For me, my long list of financial descansos start from a grandfather who committed suicide; a once prominent NYC lawyer from a financially successful family, who separated from this world and his young family undoubtedly over how he handled money. Those who have studied and cared for family dynamics of suicide have seen the intergenerational impact, which echoes fall out extending into the biblically described succeeding generations.
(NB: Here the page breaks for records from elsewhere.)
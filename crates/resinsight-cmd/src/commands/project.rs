//! Project and case commands: openProject, closeProject, setStartDir,
//! loadCase, replaceCase, replaceSourceCases

use crate::command::{Command, CommandContext, CommandRegistry};
use crate::error::CmdResult;
use crate::response::{CommandResponse, ResultObject};
use crate::schema::{CommandArgs, FieldDef, FieldDefault};
use crate::value::ValueType;

use super::{optional_id, read_grid_list, required_str};

/// Register project commands
pub fn register(registry: &mut CommandRegistry) -> CmdResult {
    registry.register(OpenProjectCommand)?;
    registry.register(CloseProjectCommand)?;
    registry.register(SetStartDirCommand)?;
    registry.register(LoadCaseCommand)?;
    registry.register(ReplaceCaseCommand)?;
    registry.register(ReplaceSourceCasesCommand)?;
    Ok(())
}

// ============================================================================
// openProject command
// ============================================================================

struct OpenProjectCommand;

static OPEN_PROJECT_FIELDS: &[FieldDef] = &[
    FieldDef::new("path", ValueType::String, FieldDefault::Str("")).help("Project file to open"),
];

impl OpenProjectCommand {
    fn run(&self, ctx: &mut CommandContext<'_>, args: &CommandArgs) -> CmdResult<CommandResponse> {
        let path = ctx.session.resolve_path(required_str(args, "path")?);
        ctx.app.open_project(&path)?;
        ctx.session.reset_for_project(&path);
        ctx.print(&format!(" Opened project \"{}\"", path.display()));
        Ok(CommandResponse::ok())
    }
}

impl Command for OpenProjectCommand {
    fn name(&self) -> &str {
        "openProject"
    }

    fn fields(&self) -> &[FieldDef] {
        OPEN_PROJECT_FIELDS
    }

    fn help(&self) -> &str {
        r#"
Open a project file, closing the current one.

Export folders set with setExportFolder are forgotten: they belong to the
project that was open when they were set.

EXAMPLES

    openProject("/data/field.rsp")
"#
    }

    fn execute(&self, ctx: &mut CommandContext<'_>, args: &CommandArgs) -> CommandResponse {
        self.run(ctx, args).unwrap_or_else(CommandResponse::from)
    }
}

// ============================================================================
// closeProject command
// ============================================================================

struct CloseProjectCommand;

impl Command for CloseProjectCommand {
    fn name(&self) -> &str {
        "closeProject"
    }

    fn help(&self) -> &str {
        "Close the current project."
    }

    fn execute(&self, ctx: &mut CommandContext<'_>, _args: &CommandArgs) -> CommandResponse {
        if ctx.app.project_path().is_none() {
            return CommandResponse::warning("no project is open");
        }
        ctx.app.close_project();
        ctx.session.project_closed();
        CommandResponse::ok()
    }
}

// ============================================================================
// setStartDir command
// ============================================================================

struct SetStartDirCommand;

static SET_START_DIR_FIELDS: &[FieldDef] = &[FieldDef::new("path", ValueType::String, FieldDefault::Str(""))
    .help("Folder relative paths are resolved against")];

impl Command for SetStartDirCommand {
    fn name(&self) -> &str {
        "setStartDir"
    }

    fn fields(&self) -> &[FieldDef] {
        SET_START_DIR_FIELDS
    }

    fn help(&self) -> &str {
        "Set the folder that relative file paths in later commands start from."
    }

    fn execute(&self, ctx: &mut CommandContext<'_>, args: &CommandArgs) -> CommandResponse {
        let dir = match required_str(args, "path") {
            Ok(path) => ctx.session.resolve_path(path),
            Err(e) => return e.into(),
        };

        let response = if dir.is_dir() {
            CommandResponse::ok()
        } else {
            CommandResponse::warning(format!("start folder {} does not exist", dir.display()))
        };
        ctx.session.set_start_dir(dir);
        response
    }
}

// ============================================================================
// loadCase command
// ============================================================================

struct LoadCaseCommand;

static LOAD_CASE_FIELDS: &[FieldDef] = &[FieldDef::new("path", ValueType::String, FieldDefault::Str(""))
    .alias("gridFile")
    .help("Grid file to load")];

impl LoadCaseCommand {
    fn run(&self, ctx: &mut CommandContext<'_>, args: &CommandArgs) -> CmdResult<CommandResponse> {
        let path = ctx.session.resolve_path(required_str(args, "path")?);
        let case_id = ctx.app.load_case(&path)?;
        ctx.print(&format!(" Loaded case {} from \"{}\"", case_id, path.display()));
        Ok(CommandResponse::ok().with_result(ResultObject::Case { case_id }))
    }
}

impl Command for LoadCaseCommand {
    fn name(&self) -> &str {
        "loadCase"
    }

    fn fields(&self) -> &[FieldDef] {
        LOAD_CASE_FIELDS
    }

    fn help(&self) -> &str {
        r#"
Load a grid file as a new case. The response carries the new case id.

EXAMPLES

    loadCase("grids/BASE.EGRID")
"#
    }

    fn execute(&self, ctx: &mut CommandContext<'_>, args: &CommandArgs) -> CommandResponse {
        self.run(ctx, args).unwrap_or_else(CommandResponse::from)
    }
}

// ============================================================================
// replaceCase command
// ============================================================================

struct ReplaceCaseCommand;

static REPLACE_CASE_FIELDS: &[FieldDef] = &[
    FieldDef::new("newGridFile", ValueType::String, FieldDefault::Str(""))
        .alias("file")
        .help("Grid file the case should read from now on"),
    FieldDef::new("caseId", ValueType::Int, FieldDefault::Int(-1))
        .help("Case to replace; -1 for the first case"),
];

impl ReplaceCaseCommand {
    fn run(&self, ctx: &mut CommandContext<'_>, args: &CommandArgs) -> CmdResult<CommandResponse> {
        ctx.session.require_project(self.name())?;
        let grid = ctx.session.resolve_path(required_str(args, "newGridFile")?);
        ctx.app.replace_case(optional_id(args.get_int_or("caseId", -1)), &grid)?;
        Ok(CommandResponse::ok())
    }
}

impl Command for ReplaceCaseCommand {
    fn name(&self) -> &str {
        "replaceCase"
    }

    fn fields(&self) -> &[FieldDef] {
        REPLACE_CASE_FIELDS
    }

    fn help(&self) -> &str {
        r#"
Point a case of the open project at another grid file.

Requires a project opened earlier in the same session.

EXAMPLES

    openProject("template.rsp")
    replaceCase(newGridFile="R1.EGRID", caseId=0)
"#
    }

    fn execute(&self, ctx: &mut CommandContext<'_>, args: &CommandArgs) -> CommandResponse {
        self.run(ctx, args).unwrap_or_else(CommandResponse::from)
    }
}

// ============================================================================
// replaceSourceCases command
// ============================================================================

struct ReplaceSourceCasesCommand;

static REPLACE_SOURCE_CASES_FIELDS: &[FieldDef] = &[
    FieldDef::new("gridListFile", ValueType::String, FieldDefault::Str(""))
        .help("Text file with one grid file per line"),
    FieldDef::new("caseGroupId", ValueType::Int, FieldDefault::Int(-1))
        .help("Case group to update; -1 for the first group"),
];

impl ReplaceSourceCasesCommand {
    fn run(&self, ctx: &mut CommandContext<'_>, args: &CommandArgs) -> CmdResult<CommandResponse> {
        ctx.session.require_project(self.name())?;
        let list = ctx.session.resolve_path(required_str(args, "gridListFile")?);
        let grids = read_grid_list(&list)?;
        ctx.app
            .replace_source_cases(optional_id(args.get_int_or("caseGroupId", -1)), &grids)?;
        ctx.print(&format!(" Replaced source cases with {} grids", grids.len()));
        Ok(CommandResponse::ok())
    }
}

impl Command for ReplaceSourceCasesCommand {
    fn name(&self) -> &str {
        "replaceSourceCases"
    }

    fn fields(&self) -> &[FieldDef] {
        REPLACE_SOURCE_CASES_FIELDS
    }

    fn help(&self) -> &str {
        "Replace the source cases of a case group with the grids listed in a file."
    }

    fn execute(&self, ctx: &mut CommandContext<'_>, args: &CommandArgs) -> CommandResponse {
        self.run(ctx, args).unwrap_or_else(CommandResponse::from)
    }
}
All of which suggests why an exclusively intellectual approach is typically inadequate. Such an approach ignores the often deep psycho, spiritual, emotional, if not also karmic and otherwise energetic components of the situation. Ignoring these other components can be counter-productive. Especially so, punishing and shaming the beneficiary for what he often already feels poorly about usually doesn’t help, even if the ends could justify the means.
Given the importance of compassion and patience for success, it’s understandable that key resources in moving through this challenge are female— often directing their healing message to other women. These include Bari Tessler and Barbara Stanny, among others— whom I’ve found helpful personally as well as professionally.
Of course, the trustee’s approach and ultimate success is also dictated by how open the beneficiary is to honestly dealing with the situation and his commitment to moving forward. The trustee cannot do this himself; however, he often has more power to create the right environment and relationship than is assumed.
In my experience, helpful stimulation can include an exciting future vision combined with a commitment to do the work to get there grounded in a relationship of trust and mutual respect.
As with so much else in successful administration, how the trustees do it— as well as what they do— can make all the difference.